• RÉFORME DE L’ACCÈS A L’ENSEIGNEMENT SUPÉRIEUR Une impasse pour les bachelier-es professionnel-les Du travail en plus pour les PLP

    Syndicat national unitaire
    de l'enseignement professionnel

    COMMUNIQUÉ
    Paris, le 6 novembre 2017

     

    RÉFORME DE L’ACCÈS A L’ENSEIGNEMENT SUPÉRIEUR

    Une impasse pour les bachelier-es professionnel-les

    Du travail en plus pour les PLP

     

    Les ministères de l’éducation nationale et de l’enseignement supérieur ont dévoilé leur plan pour les poursuites d’études des bachelelier-es. Sans surprise, cette réforme initie bien une sélection à l’entrée à l’université, n’améliorera en rien les poursuites d’études des bachelier-es professionnel-les et intensifiera le travail des PLP.

     

     

     

    Dorénavant, les universités choisiront leurs élèves en fonction d’attendus définis. « Choisir » signifie distinguer ou préférer certains élèves parmi d’autres selon des critères décidés ; choisir signifie donc bien ici sélectionner.
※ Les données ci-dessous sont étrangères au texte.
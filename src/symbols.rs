use std::collections::HashMap;

use log::trace;

use crate::ast::{Ident, Type};

/// A stack of lexical scopes. Scope `0` is the global scope, which is never
/// exited.
#[derive(Debug)]
pub struct SymbolTable {
    /// Never empty.
    scopes: Vec<Scope>,
    /// Exited scopes, kept around for diagnostics. Never searched.
    retired: Vec<Scope>,
}

#[derive(Clone, Debug, PartialEq)]
pub struct Scope {
    pub level: usize,
    pub kind: ScopeKind,
    symbols: HashMap<Ident, Symbol>,
}

#[derive(Clone, Debug, PartialEq, Eq)]
pub enum ScopeKind {
    Global,
    /// The parameters of the named function.
    Function(Ident),
    Block,
}

#[derive(Clone, Debug, PartialEq)]
pub struct Symbol {
    pub name: Ident,
    pub ty: Type,
    pub kind: SymbolKind,
    /// Declaration order within the owning scope.
    order: usize,
}

#[derive(Copy, Clone, Debug, PartialEq, Eq)]
pub enum SymbolKind {
    Variable,
    Parameter,
    Function,
}

#[derive(Clone, Debug, PartialEq, Eq, thiserror::Error)]
#[error("{name} is already declared in this scope")]
pub struct Redeclared {
    pub name: Ident,
}

impl SymbolTable {
    /// Creates a table with the global scope already entered.
    pub fn new() -> SymbolTable {
        let mut table = SymbolTable {
            scopes: Vec::with_capacity(8),
            retired: Vec::new(),
        };
        table.enter_scope(ScopeKind::Global);
        table
    }

    pub fn enter_scope(&mut self, kind: ScopeKind) {
        let level = self.scopes.len();
        trace!("enter scope {level} ({kind:?})");
        self.scopes.push(Scope {
            level,
            kind,
            symbols: HashMap::new(),
        });
    }

    /// Pops the innermost scope. The popped scope stays available through
    /// [`SymbolTable::retired`] but is no longer searched. Returns `None`
    /// when only the global scope is left.
    pub fn exit_scope(&mut self) -> Option<&Scope> {
        if self.scopes.len() == 1 {
            return None;
        }
        let scope = self.scopes.pop()?;
        trace!("exit scope {} ({:?})", scope.level, scope.kind);
        self.retired.push(scope);
        self.retired.last()
    }

    /// Declares a name in the innermost scope.
    ///
    /// Fails if that exact scope already has the name. Names in enclosing
    /// scopes are shadowed.
    pub fn declare(&mut self, name: &str, ty: Type, kind: SymbolKind) -> Result<(), Redeclared> {
        let innermost = self.scopes.len() - 1;
        let scope = &mut self.scopes[innermost];
        if scope.has(name) {
            return Err(Redeclared { name: name.into() });
        }
        let order = scope.symbols.len();
        let symbol = Symbol {
            name: name.into(),
            ty,
            kind,
            order,
        };
        scope.symbols.insert(name.into(), symbol);
        Ok(())
    }

    /// Resolves a name, innermost scope first.
    pub fn lookup(&self, name: &str) -> Option<&Symbol> {
        self.scopes.iter().rev().find_map(|scope| scope.get(name))
    }

    pub fn is_declared(&self, name: &str) -> bool {
        self.lookup(name).is_some()
    }

    /// The number of currently entered scopes.
    pub fn depth(&self) -> usize {
        self.scopes.len()
    }

    pub fn scopes(&self) -> &[Scope] {
        &self.scopes
    }

    pub fn retired(&self) -> &[Scope] {
        &self.retired
    }

    /// Exited scopes in exit order, then the open ones from the innermost
    /// out. The global scope always comes last.
    pub fn all(&self) -> impl DoubleEndedIterator<Item = &Scope> {
        self.retired.iter().chain(self.scopes.iter().rev())
    }
}

impl Default for SymbolTable {
    fn default() -> Self {
        SymbolTable::new()
    }
}

impl Scope {
    pub fn has(&self, name: &str) -> bool {
        self.symbols.contains_key(name)
    }

    pub fn get(&self, name: &str) -> Option<&Symbol> {
        self.symbols.get(name)
    }

    pub fn len(&self) -> usize {
        self.symbols.len()
    }

    pub fn is_empty(&self) -> bool {
        self.symbols.is_empty()
    }

    /// Symbols in declaration order.
    pub fn symbols(&self) -> Vec<&Symbol> {
        let mut symbols: Vec<_> = self.symbols.values().collect();
        symbols.sort_by_key(|symbol| symbol.order);
        symbols
    }
}
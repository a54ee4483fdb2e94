use criterion::{criterion_group, criterion_main, Criterion};
use std::hint::black_box;
use tacc::{lexer, parser::parse, token::Token};

static INPUT: &str = include_str!("../../demos/big.c");

fn parser(tokens: &[Token]) {
    let program = parse(tokens).unwrap();
    _ = black_box(program);
}

fn criterion_benchmark(c: &mut Criterion) {
    let tokens = lexer::tokenize(INPUT).unwrap();

    c.bench_function("parser", |b| {
        b.iter(|| {
            black_box(parser(black_box(&tokens)));
        })
    });
}

criterion_group!(benches, criterion_benchmark);
criterion_main!(benches);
La volonté d’empêcher les bachelier-es professionnel-les de s’orienter vers l'université est explicite. Les MOOC proposés pour remédier aux difficultés ne sont pas adaptés aux bachelier-es professionnel-les et ne favoriseront en rien l'accompagnement dans l’apprentissage des savoirs.

     

     

     

    Le SNUEP-FSU est consterné par l’annonce des ministres concernant la création de seulement 7000 places en BTS d’ici 2022 – soit moins d'une demie classe de BTS par département et par an. Rien n’est donc prévu pour les 14 000 bachelier-es professionnel-les qui seront dorénavant exclu-es des universités ni pour celles et ceux qui n’obtenaient déjà pas de poursuites d’études.

     

     

     

    L’instauration des rendez-vous pour accompagner les lycéen-nes dans leur orientation semble ignorer complètement les lycées professionnels qui sont organisés en semestres. Pour éviter la multiplication des réunions et avis, qui ne ferait qu’accroitre la charge de travail des professeur-es de lycée professionnel, le calendrier doit pouvoir s’adapter aux organisations locales.

     

     

     

    Pour le SNUEP-FSU, cette réforme de l’accès à l’enseignement supérieur va à contre-courant d’une « valorisation de la voie professionnelle », slogan qui ne se traduit toujours pas en acte.

     

    Porter une ambition pour la voie professionnelle passe par un renforcement des moyens à l'université, par la création de places suffisantes en STS mais aussi, en amont, par des dédoublements de classes, des parcours en 4 ans et une remise à plat des modalités certificatives.